▶ To do
Each line from the start of the entries through the line that contains "use tracing::trace;" should be output exactly, please.

★ ★ ★ ★ ★

//! In-memory platform
//!
//! `HeadlessPlatform` implements both signal traits over plain state that the
//! owner sets directly. Useful for tests, previews, and hosts that forward
//! native events into Vela by hand.

use std::sync::{Arc, Mutex, MutexGuard, PoisonError, Weak};

use tracing::trace;

use crate::error::{PlatformError, Result};
use crate::signal::{
    AppState, AppStateListener, Dimensions, SignalSource, Subscription, TextDirectionSource,
};

type ListenerId = u64;

struct HeadlessInner {
    dimensions: Option<Dimensions>,
    rtl: bool,
    app_state: AppState,
    listeners: Vec<(ListenerId, Arc<dyn Fn() + Send + Sync>)>,
    next_listener: ListenerId,
}

/// Platform whose signals are driven by the caller.
///
/// Cloning yields another handle to the same state.
#[derive(Clone)]
pub struct HeadlessPlatform {
    inner: Arc<Mutex<HeadlessInner>>,
}

fn lock(inner: &Mutex<HeadlessInner>) -> MutexGuard<'_, HeadlessInner> {
    inner.lock().unwrap_or_else(PoisonError::into_inner)
}

impl HeadlessPlatform {
    /// A platform with no window yet, left-to-right text, in the foreground
    pub fn new() -> Self {
        Self {
            inner: Arc::new(Mutex::new(HeadlessInner {
                dimensions: None,
                rtl: false,
                app_state: AppState::Active,
                listeners: Vec::new(),
                next_listener: 0,
            })),
        }
    }

    /// A platform that already reports a window of the given size
    pub fn with_dimensions(width: f32, height: f32) -> Self {
        let platform = Self::new();
        platform.set_dimensions(width, height);
        platform
    }

    /// Set the window size returned by the next metrics query
    pub fn set_dimensions(&self, width: f32, height: f32) {
        lock(&self.inner).dimensions = Some(Dimensions::new(width, height));
    }

    /// Make metrics queries fail as if no window had been laid out
    pub fn clear_dimensions(&self) {
        lock(&self.inner).dimensions = None;
    }

    /// Set the system right-to-left flag
    pub fn set_rtl(&self, rtl: bool) {
        lock(&self.inner).rtl = rtl;
    }

    pub fn app_state(&self) -> AppState {
        lock(&self.inner).app_state
    }

    /// Move the app to `state`, notifying listeners if it changed.
    ///
    /// Returns whether listeners were notified. Listeners run after the
    /// internal lock is released, so they may query this platform.
    pub fn set_app_state(&self, state: AppState) -> bool {
        let listeners: Vec<_> = {
            let mut inner = lock(&self.inner);
            if inner.app_state == state {
                return false;
            }
            trace!(from = ?inner.app_state, to = ?state, "headless app state change");
            inner.app_state = state;
            inner.listeners.iter().map(|(_, l)| l.clone()).collect()
        };

        for listener in listeners {
            listener();
        }
        true
    }

    /// Number of registered app-state listeners
    pub fn listener_count(&self) -> usize {
        lock(&self.inner).listeners.len()
    }
}

impl Default for HeadlessPlatform {
    fn default() -> Self {
        Self::new()
    }
}

impl SignalSource for HeadlessPlatform {
    fn window_dimensions(&self) -> Result<Dimensions> {
        let dimensions = lock(&self.inner).dimensions.ok_or_else(|| {
            PlatformError::MetricsUnavailable("headless window has no dimensions".to_string())
        })?;
        if !dimensions.is_valid() {
            return Err(PlatformError::InvalidDimensions {
                width: dimensions.width,
                height: dimensions.height,
            });
        }
        Ok(dimensions)
    }

    fn subscribe_app_state(&self, listener: AppStateListener) -> Subscription {
        let id = {
            let mut inner = lock(&self.inner);
            let id = inner.next_listener;
            inner.next_listener += 1;
            inner.listeners.push((id, Arc::from(listener)));
            id
        };

        let weak: Weak<Mutex<HeadlessInner>> = Arc::downgrade(&self.inner);
        Subscription::new(move || {
            if let Some(inner) = weak.upgrade() {
                lock(&inner).listeners.retain(|(other, _)| *other != id);
            }
        })
    }
}

impl TextDirectionSource for HeadlessPlatform {
    fn is_rtl(&self) -> bool {
        lock(&self.inner).rtl
    }
}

★ ★ ★ ★ ★

▶ Task answer
//! In-memory platform
//!
//! `HeadlessPlatform` implements both signal traits over plain state that the
//! owner sets directly. Useful for tests, previews, and hosts that forward
//! native events into Vela by hand.

use std::sync::{Arc, Mutex, MutexGuard, PoisonError, Weak};

use tracing::trace;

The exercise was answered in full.